On the other hand you have the payment processors who are rolling out payment apps for the iPhone/iPad as fast as their customers demand them.  Although there are a plethora of payment apps for your iPhone/iPad there are only two, that I know of, that accept swiped credit cards magnetic stripe or track data.

I’m happy to see VeriFone having their application undergo PA-DSS validation and I’m sure Square will do the same, if not for security then for marketing power.  It is these situations that I feel the naysayers are most concerned – applications that accept sensitive authentication data (ala. track data, CVV2, or PIN block data).  The reasoning is that theft or compromise of this data is what leads to the highest instance of credit card fraud in the industry.  The reason for this is that it is hard to perpetrate high-dollar credit card fraud with only the PAN and expiration data.  This is directly reflected in the resale value of PAN information which is sometimes 10-100 times less than that of the lucrative sensitive authentication data.

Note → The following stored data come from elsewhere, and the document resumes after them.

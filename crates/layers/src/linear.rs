//! Linear and affine projection helpers.
//!
//! A [`Linear`] accepts inputs of any rank whose trailing dimension equals
//! `input_dim` and returns the same leading layout with `output_dim` as the
//! trailing dimension: `[B, in] -> [B, out]`, `[S, B, in] -> [S, B, out]`.
//! Leading dimensions are flattened into rows for a single matmul and restored
//! afterwards. Weights and activations are cast to
//! [`PrecisionPolicy::compute`] for the matmul and the result is returned in
//! the storage dtype.
//!
//! Parameters are stored as [`Var`]s. The forward pass only reads them; an
//! external trainer reaches them through [`Linear::named_parameters`].

use candle_core::{DType, Device, Error, Result, Tensor, Var};

use crate::{checks, dtypes::PrecisionPolicy};

/// Configuration shared by dense projection layers.
#[derive(Debug, Clone, PartialEq, Eq)]
pub struct LinearConfig {
    /// Incoming feature dimension.
    pub input_dim: usize,
    /// Output feature dimension.
    pub output_dim: usize,
    /// Whether a learnable bias vector should be applied.
    pub bias: bool,
}

impl LinearConfig {
    /// Creates a configuration for a biased projection.
    pub fn new(input_dim: usize, output_dim: usize) -> Self {
        Self {
            input_dim,
            output_dim,
            bias: true,
        }
    }

    /// Same projection without a bias term.
    pub fn without_bias(mut self) -> Self {
        self.bias = false;
        self
    }
}

/// Shared interface for affine projections.
pub trait LinearLayer: Send + Sync {
    /// Returns the static configuration used to validate inputs.
    fn config(&self) -> &LinearConfig;

    /// Applies the linear projection, promoting to the compute dtype when needed.
    fn forward(&self, hidden: &Tensor, policy: &PrecisionPolicy) -> Result<Tensor>;
}

/// Supported weight initialisation policies.
#[derive(Debug, Clone)]
pub enum LinearInit {
    /// Xavier/Glorot uniform initialisation.
    XavierUniform,
    /// `U(-1/sqrt(fan_in), 1/sqrt(fan_in))`, the usual recurrent-layer default.
    FanInUniform,
}

impl LinearInit {
    pub(crate) fn sample(
        &self,
        shape: (usize, usize),
        device: &Device,
        dtype: DType,
    ) -> Result<Tensor> {
        let (out_dim, in_dim) = shape;
        let (fan_in, fan_out) = (in_dim as f64, out_dim as f64);
        let weight = match self {
            LinearInit::XavierUniform => {
                let bound = (6.0f64 / (fan_in + fan_out)).sqrt();
                Tensor::rand(-bound as f32, bound as f32, shape, device)?
            }
            LinearInit::FanInUniform => {
                let bound = 1.0 / fan_in.sqrt();
                Tensor::rand(-bound as f32, bound as f32, shape, device)?
            }
        };
        if dtype == DType::F32 {
            Ok(weight)
        } else {
            weight.to_dtype(dtype)
        }
    }
}

/// Dense affine projection with optional bias and mixed-precision aware forward pass.
#[derive(Debug, Clone)]
pub struct Linear {
    config: LinearConfig,
    weight: Var,
    bias: Option<Var>,
}

impl Linear {
    /// Constructs a linear layer from pre-existing parameters.
    ///
    /// `weight` is `[output_dim, input_dim]`, `bias` is `[output_dim]`.
    pub fn new(config: LinearConfig, weight: Tensor, bias: Option<Tensor>) -> Result<Self> {
        Self::validate_weight(&config, &weight)?;
        Self::validate_bias(&config, bias.as_ref())?;
        Ok(Self {
            config,
            weight: Var::from_tensor(&weight)?,
            bias: bias.as_ref().map(Var::from_tensor).transpose()?,
        })
    }

    /// Builds a linear layer with randomly initialised weights following `init`.
    pub fn with_init(
        config: LinearConfig,
        init: &LinearInit,
        device: &Device,
        dtype: DType,
    ) -> Result<Self> {
        let weight = init.sample((config.output_dim, config.input_dim), device, dtype)?;
        let bias = if config.bias {
            Some(Tensor::zeros(config.output_dim, dtype, device)?)
        } else {
            None
        };
        Self::new(config, weight, bias)
    }

    /// Returns a handle to the weight tensor.
    pub fn weight(&self) -> &Tensor {
        self.weight.as_tensor()
    }

    /// Returns the bias tensor if present.
    pub fn bias(&self) -> Option<&Tensor> {
        self.bias.as_ref().map(Var::as_tensor)
    }

    /// Number of scalar parameters held by the layer.
    pub fn parameter_count(&self) -> usize {
        self.weight.elem_count() + self.bias.as_ref().map_or(0, |b| b.elem_count())
    }

    /// Trainable parameters under `scope`, e.g. `encoder.features.weight`.
    pub fn named_parameters(&self, scope: &str) -> Vec<(String, Var)> {
        let mut params = vec![(format!("{scope}.weight"), self.weight.clone())];
        if let Some(bias) = &self.bias {
            params.push((format!("{scope}.bias"), bias.clone()));
        }
        params
    }

    fn validate_weight(config: &LinearConfig, weight: &Tensor) -> Result<()> {
        checks::expect_rank("linear.weight", weight, 2)?;
        checks::expect_shape(
            "linear.weight",
            weight,
            &[config.output_dim, config.input_dim],
        )?;
        checks::expect_dtype_in("linear.weight", weight, checks::FLOAT_DTYPES)
    }

    fn validate_bias(config: &LinearConfig, bias: Option<&Tensor>) -> Result<()> {
        match (config.bias, bias) {
            (true, Some(tensor)) => {
                checks::expect_shape("linear.bias", tensor, &[config.output_dim])?;
                checks::expect_dtype_in("linear.bias", tensor, checks::FLOAT_DTYPES)
            }
            (false, Some(_)) => Err(Error::Msg("bias provided but config disables bias".into())),
            (true, None) => Err(Error::Msg("config expects bias but none supplied".into())),
            (false, None) => Ok(()),
        }
    }
}

impl LinearLayer for Linear {
    fn config(&self) -> &LinearConfig {
        &self.config
    }

    fn forward(&self, hidden: &Tensor, policy: &PrecisionPolicy) -> Result<Tensor> {
        if hidden.rank() == 0 {
            return Err(Error::Msg("linear.input: scalar inputs are not supported".into()));
        }
        checks::expect_last_dim("linear.input", hidden, self.config.input_dim)?;

        let dims = hidden.dims();
        let rows: usize = dims[..dims.len() - 1].iter().product();
        let input = policy.cast_for_matmul(hidden)?;
        let weight = policy.cast_for_matmul(self.weight.as_tensor())?;

        let flat = input.reshape((rows, self.config.input_dim))?;
        let mut output = flat.matmul(&weight.t()?)?;
        if let Some(bias) = &self.bias {
            output = output.broadcast_add(&policy.cast_for_matmul(bias.as_tensor())?)?;
        }

        let mut out_dims = dims[..dims.len() - 1].to_vec();
        out_dims.push(self.config.output_dim);
        policy.cast_to_storage(&output.reshape(out_dims)?)
    }
}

But let’s get real here.  The vast majority of payment applications for the iPhone/iPad only accept PAN and expiration date.  What is the real risk here?  I’m not as much worried about one of these applications being compromised as I am about the potential for iSkimming.  That’s right, did I just coin a term?

iSkimming: The sale of an altered or fradulent mobile phone payment application that sends credit card details to an attacker before routing them to an authorized payment vendor.  The attacker is able to collect or harvest the payment card details, and potentially collect a fee for the payment application itself.

Much like the physical credit card skimming in the physical world, we could see iSkimming in the virtual world.  The best way to protect against this is to NOT download an off-brand payment application.  I mean, would you use your credit card at a white-label ATM? I try not to.

If I wanted to accept mobile payments and reduce the risk of fraud, I would research the available market space and only use payment applications from vendors with a current good stranding in the industry.

Let’s not slow innovation, just be smart about it.